La ONU pone el foco en la gobernanza de la IA: ¿puede la tecnología avanzar sin desplazar a las personas?

La Organización de las Naciones Unidas ha puesto en marcha un nuevo espacio de análisis global para abordar uno de los grandes desafíos contemporáneos: cómo gobernar la inteligencia artificial sin perder de vista su impacto social. Se trata del Panel Científico Internacional Independiente sobre IA, un organismo que reúne a expertos de distintos ámbitos con el objetivo de evaluar tanto los beneficios como los riesgos de esta tecnología.

Tal y como recoge la propia ONU, este grupo —el primero de carácter global dedicado exclusivamente a la inteligencia artificial— se prepara para celebrar su primera cumbre presencial, en un contexto marcado por el rápido avance tecnológico y las crecientes preocupaciones éticas.

Poner a las personas en el centro

Uno de los ejes centrales del debate es cómo evitar que la automatización desplace el papel humano en la toma de decisiones. En este sentido, la experta Menna El-Assady, miembro del panel, insiste en la necesidad de que la IA se desarrolle desde un enfoque centrado en las personas.

“Garantizar que los seres humanos ocupen un lugar central en la toma de decisiones” es una de las prioridades, subraya la investigadora, que forma parte de los 40 especialistas designados por la Asamblea General.

El panel analiza, entre otras cuestiones, cómo esta tecnología está transformando ámbitos clave como el empleo o la sanidad, así como las implicaciones sociales de su expansión.

De la automatización a la “inteligencia aumentada”

Frente a una visión basada en la sustitución del trabajo humano, el grupo propone avanzar hacia el concepto de “inteligencia aumentada”. Este enfoque apuesta por utilizar la IA para reforzar las capacidades de las personas, promoviendo una relación de colaboración entre humanos y máquinas.

La idea del conocido “humano en el bucle” —es decir, mantener siempre supervisión humana en procesos automatizados— aparece como un principio clave para garantizar decisiones responsables y evitar errores o sesgos.

Además, el panel plantea la necesidad de desarrollar infraestructuras digitales públicas que permitan un acceso más equitativo a la tecnología, así como incorporar diversidad cultural y lingüística en los sistemas de IA para evitar que se concentren en unos pocos países o contextos.
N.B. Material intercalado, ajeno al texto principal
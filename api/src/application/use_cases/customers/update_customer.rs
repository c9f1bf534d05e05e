use super::CustomerInput;
use crate::application::use_cases::non_blank;
use crate::application::error::{AppError, AppResult};
use crate::application::ports::customer_repository::CustomerRepository;
use crate::domain::customers::{Customer, CustomerPatch, normalize_email, normalize_phone};

pub struct UpdateCustomer<'a, R: CustomerRepository + ?Sized> {
    pub repo: &'a R,
}

impl<'a, R: CustomerRepository + ?Sized> UpdateCustomer<'a, R> {
    pub async fn execute(&self, id: i64, input: &CustomerInput) -> AppResult<Customer> {
        let current = self
            .repo
            .get(id)
            .await?
            .ok_or_else(|| AppError::not_found("customer not found"))?;

        let name = match input.name.as_deref() {
            Some(raw) => non_blank(Some(raw))
                .ok_or_else(|| AppError::validation("name cannot be empty"))?
                .to_string(),
            None => current.name,
        };
        let phone = match input.phone.as_deref() {
            Some(raw) => normalize_phone(raw).map_err(AppError::Validation)?,
            None => current.phone,
        };
        let email = match input.email.as_deref() {
            Some(raw) => normalize_email(raw).map_err(AppError::Validation)?,
            None => current.email,
        };
        if input.points.is_some_and(|p| p < 0) {
            return Err(AppError::validation("points cannot be negative"));
        }
        if self.repo.find_by_phone(&phone, Some(id)).await?.is_some() {
            return Err(AppError::conflict("phone number is already registered"));
        }

        self.repo
            .update(
                id,
                &CustomerPatch {
                    name,
                    email,
                    phone,
                    points: input.points,
                },
            )
            .await?
            .ok_or_else(|| AppError::not_found("customer not found"))
    }
}

#[cfg(test)]
mod tests {
    use super::*;
    use crate::application::use_cases::test_support::MemoryStore;
    use crate::domain::customers::NewCustomer;

    #[tokio::test]
    async fn partial_update_keeps_other_fields_and_rederives_tier() {
        let store = MemoryStore::default();
        store.seed_membership("Gold", 500, 10.0);
        let c = store.seed_customer("Budi", "081211112222", 20);
        let uc = UpdateCustomer { repo: &store };
        let updated = uc
            .execute(
                c.id,
                &CustomerInput {
                    points: Some(600),
                    ..Default::default()
                },
            )
            .await
            .unwrap();
        assert_eq!(updated.name, "Budi");
        assert_eq!(updated.phone, "081211112222");
        assert_eq!(updated.tier.as_deref(), Some("Gold"));
    }

    /// Lets a ledger write settle right after the use case reads the row.
    struct SaleAfterRead<'a> {
        store: &'a MemoryStore,
        settled_balance: i64,
    }

    #[async_trait::async_trait]
    impl CustomerRepository for SaleAfterRead<'_> {
        async fn list(&self, search: Option<String>) -> anyhow::Result<Vec<Customer>> {
            CustomerRepository::list(self.store, search).await
        }
        async fn get(&self, id: i64) -> anyhow::Result<Option<Customer>> {
            let read = CustomerRepository::get(self.store, id).await;
            self.store.set_points(id, self.settled_balance);
            read
        }
        async fn find_by_phone(
            &self,
            phone: &str,
            exclude_id: Option<i64>,
        ) -> anyhow::Result<Option<Customer>> {
            CustomerRepository::find_by_phone(self.store, phone, exclude_id).await
        }
        async fn create(&self, input: &NewCustomer) -> anyhow::Result<Customer> {
            CustomerRepository::create(self.store, input).await
        }
        async fn update(&self, id: i64, input: &CustomerPatch) -> anyhow::Result<Option<Customer>> {
            CustomerRepository::update(self.store, id, input).await
        }
        async fn count_transactions(&self, id: i64) -> anyhow::Result<i64> {
            CustomerRepository::count_transactions(self.store, id).await
        }
        async fn delete(&self, id: i64) -> anyhow::Result<bool> {
            CustomerRepository::delete(self.store, id).await
        }
        async fn import(&self, rows: &[NewCustomer]) -> anyhow::Result<u64> {
            CustomerRepository::import(self.store, rows).await
        }
    }

    #[tokio::test]
    async fn omitted_points_do_not_overwrite_a_concurrent_sale() {
        let store = MemoryStore::default();
        store.seed_membership("Silver", 105, 5.0);
        let c = store.seed_customer("Budi", "081211112222", 100);
        let repo = SaleAfterRead {
            store: &store,
            settled_balance: 105,
        };
        let uc = UpdateCustomer { repo: &repo };
        let updated = uc
            .execute(
                c.id,
                &CustomerInput {
                    name: Some("Budi Santoso".into()),
                    ..Default::default()
                },
            )
            .await
            .unwrap();
        assert_eq!(updated.name, "Budi Santoso");
        assert_eq!(updated.points, 105);
        assert_eq!(updated.tier.as_deref(), Some("Silver"));
    }

    #[tokio::test]
    async fn taking_another_customers_phone_conflicts() {
        let store = MemoryStore::default();
        store.seed_customer("Siti", "081200000001", 0);
        let c = store.seed_customer("Budi", "081200000002", 0);
        let uc = UpdateCustomer { repo: &store };
        let err = uc
            .execute(
                c.id,
                &CustomerInput {
                    phone: Some("081200000001".into()),
                    ..Default::default()
                },
            )
            .await
            .unwrap_err();
        assert!(matches!(err, AppError::Conflict(_)));
    }

    #[tokio::test]
    async fn missing_customer_is_not_found() {
        let store = MemoryStore::default();
        let uc = UpdateCustomer { repo: &store };
        let err = uc.execute(99, &CustomerInput::default()).await.unwrap_err();
        assert!(matches!(err, AppError::NotFound(_)));
    }
}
Riesgos, ética y confianza: los retos pendientes

La creación de este panel responde también a una creciente preocupación internacional por los riesgos de una inteligencia artificial sin regulación. El propio secretario general de la ONU, António Guterres, advirtió que “el destino de la humanidad no puede dejarse en manos de un algoritmo”.

En la misma línea, el Alto Comisionado de Derechos Humanos, Volker Türk, alertó sobre el peligro de desarrollar tecnologías sin tener en cuenta principios éticos y sociales básicos.
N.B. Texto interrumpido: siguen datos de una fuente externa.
pub mod account_repository_sqlx;
pub mod customer_repository_sqlx;
pub mod import_history_repository_sqlx;
pub mod membership_repository_sqlx;
pub mod notification_repository_sqlx;
pub mod product_repository_sqlx;
pub mod report_repository_sqlx;
pub mod reward_repository_sqlx;
pub mod transaction_repository_sqlx;

/// Re-derives every customer's tier after the tier table changed.
pub(crate) const RESYNC_TIERS: &str = r#"
    UPDATE customers c
       SET tier = t.tier
      FROM (
            SELECT cu.id,
                   (SELECT m.tier FROM memberships m
                     WHERE m.required_points <= cu.points
                     ORDER BY m.required_points DESC LIMIT 1) AS tier
              FROM customers cu
           ) t
     WHERE c.id = t.id AND c.tier IS DISTINCT FROM t.tier"#;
Entre las posibles soluciones que se barajan, destaca la introducción de mecanismos como el “marcado de agua” en contenidos generados por IA, una herramienta que permitiría diferenciar claramente entre producciones humanas y automatizadas, reforzando la transparencia y la confianza pública.
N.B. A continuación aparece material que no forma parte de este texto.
pub mod create_membership;
pub mod delete_membership;
pub mod get_membership;
pub mod import_memberships;
pub mod list_memberships;
pub mod update_membership;
use crate::application::dto::imports::{ImportKind, ImportPayload, ImportReport};
use crate::application::error::AppResult;
use crate::application::ports::import_history_repository::ImportHistoryRepository;
use crate::application::ports::reward_repository::RewardRepository;
use crate::application::services::imports::RawRecord;
use crate::application::services::imports::schemas::REWARDS;
use crate::application::services::imports::values::parse_non_negative_count;
use crate::application::use_cases::import_support::{load_records, partition, record_history, report};
use crate::domain::rewards::NewReward;

pub struct ImportRewards<'a, R, H>
where
    R: RewardRepository + ?Sized,
    H: ImportHistoryRepository + ?Sized,
{
    pub repo: &'a R,
    pub history: &'a H,
}

pub fn parse_row(record: &RawRecord) -> Result<NewReward, String> {
    Ok(NewReward {
        name: record.require("name")?.to_string(),
        points_required: parse_non_negative_count(
            record.require("pointsrequired")?,
            "points required",
        )?,
        stock: parse_non_negative_count(record.require("stock")?, "stock")?,
    })
}

impl<'a, R, H> ImportRewards<'a, R, H>
where
    R: RewardRepository + ?Sized,
    H: ImportHistoryRepository + ?Sized,
{
    pub async fn execute(&self, payload: &ImportPayload) -> AppResult<ImportReport> {
        let records = load_records(&REWARDS, payload)?;
        let (rows, rejected) = partition(&records, parse_row);
        let imported = if rows.is_empty() {
            0
        } else {
            self.repo.import(&rows).await?
        };
        let report = report(rows.len(), imported, rejected);
        record_history(self.history, ImportKind::Rewards, &payload.source, &report).await;
        Ok(report)
    }
}

#[cfg(test)]
mod tests {
    use super::*;

    #[test]
    fn stock_is_required() {
        let record = RawRecord::new(4)
            .with("name", "Tote Bag")
            .with("pointsrequired", "150");
        assert_eq!(parse_row(&record).unwrap_err(), "missing stock");
    }
}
Hacia una gobernanza global de la IA

El primer informe del panel se presentará en el Diálogo Global sobre la Gobernanza de la IA, previsto para julio en Ginebra. Aunque este organismo no tiene capacidad reguladora, su función será aportar evidencia científica y análisis independientes que sirvan de base para la toma de decisiones políticas.

En un momento en el que la inteligencia artificial avanza más rápido que las normativas, la iniciativa de Naciones Unidas apunta a un objetivo clave: construir un marco global que permita aprovechar el potencial de la tecnología sin comprometer los derechos, la equidad ni el control humano.